The next evening, after a day of mudslides and near constant rain, I stepped outside and was shocked to see that my small bit of sky was clear with the most stunning starfield I had seen in weeks, maybe months. I grabbed a glass of wine and headed to the hot tub, thinking maybe I would see a shooting star, but then laughing and letting go. I settled in and sipped and was almost finished with my wine when I saw a large burst of light in my peripheral vision, just above the horizon: big, bold, brilliant and blazing fast. Had it not been for its size and sheer star power, I might have wondered if it was ever really there.
Finn.
I felt lucky and so thankful in that moment, like I had caught a flash of cosmic light that could fill in all the blank spaces in the incomplete picture of my friend’s son. In truth, it gave me nothing more of Finn than I already had.
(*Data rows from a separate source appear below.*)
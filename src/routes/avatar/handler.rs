use axum::{
    extract::{Query, State},
    http::StatusCode,
    response::IntoResponse,
};
use serde::{Deserialize, Serialize};

use crate::AppState;
use crate::utils::success_to_api_response;

#[derive(Debug, Deserialize)]
pub struct AvatarQuery {
    pub category: String,
    pub subcategory: String,
}

#[derive(Debug, Serialize, Deserialize)]
pub struct AvatarModelsResponse {
    pub category: String,
    pub subcategory: String,
    pub models: Vec<String>,
}

#[axum::debug_handler]
pub async fn get_models(
    State(state): State<AppState>,
    Query(query): Query<AvatarQuery>,
) -> impl IntoResponse {
    // 首次请求时加载清单，之后都是内存查询
    state.catalog.load().await;
    let models = state.catalog.get(&query.category, &query.subcategory);

    (
        StatusCode::OK,
        success_to_api_response(AvatarModelsResponse {
            category: query.category,
            subcategory: query.subcategory,
            models,
        }),
    )
}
In thinking he was the shooting star, I saw that he also was the blank of sky left behind; something that changes us by its presence and then its absence.
The next day after my daughter headed back to college, I felt the now familiar empty space that remains in her absence, a room inside of me that is held just for her and feels hollow when she is gone. I thought, too, about what I have given her—a childhood in nature, meals of whole food she often didn’t like, adventures in wilderness and cities, skating lessons and ski passes and hockey dues and my time–so much of my time. Listening and advising and laughing and yelling and crying and trying and trying to see what she needed so I could give it to her only to learn, like my friend, that I could only give what I had, and I rarely felt like it was enough. My daughter was barely out of sight when I tried to busy myself out of the micro-grief I feel every time we say goodbye. But I know that she will return and light up that space inside of me. What about Finn’s mother? Does she have such a space inside of her that is Finn-shaped and left empty, like Elijah’s chair, ever ready for an unlikely return?
Inside her Finn-shaped hole, I imagine, are scraps of him—his laugh and his smile, his walk and his voice, his jokes and his thoughts. I see her sitting in the hallowed space, stitching them together, these pieces of her son, so she won’t lose a single one to time or the wind. Soon she will have a blanket that is unbearably light and covers but is never warm. It is not easy to describe since it is made of grief and hope and anger and joy and despair and new feelings that she cannot name—all emotions that, when joined, become the unnamable color of love.
Oh sweet friend, Finn’s mother loves you as much now as she ever has, maybe more so. I was so deeply moved reading this again, now over a year after you wrote it. I am ever amazed how we are always new people each time we meet something a second time, as I am with this. And yet we are the same. Same as we were almost thirty years ago when we worked side by side and walked and ate black bean saute at Fat Alley. Same as we were the day you married your beautiful husband. Same as we were when you came and held my cranky infant boy and brought me granola bars you made from scratch. Same as we were when we sat on my couch or yours. I love you always, the eternal essence of you. Tears streaming down my face with love and grief and beauty and the all of it.
Love love love
Finn’s mom
Oh this is such a kind and beautiful bit of sharing. Yes, we are different each time and yet the same. So well said. So much gratitude for how that has held over so many years. Al the love back to you and your family, too. Missing Finn.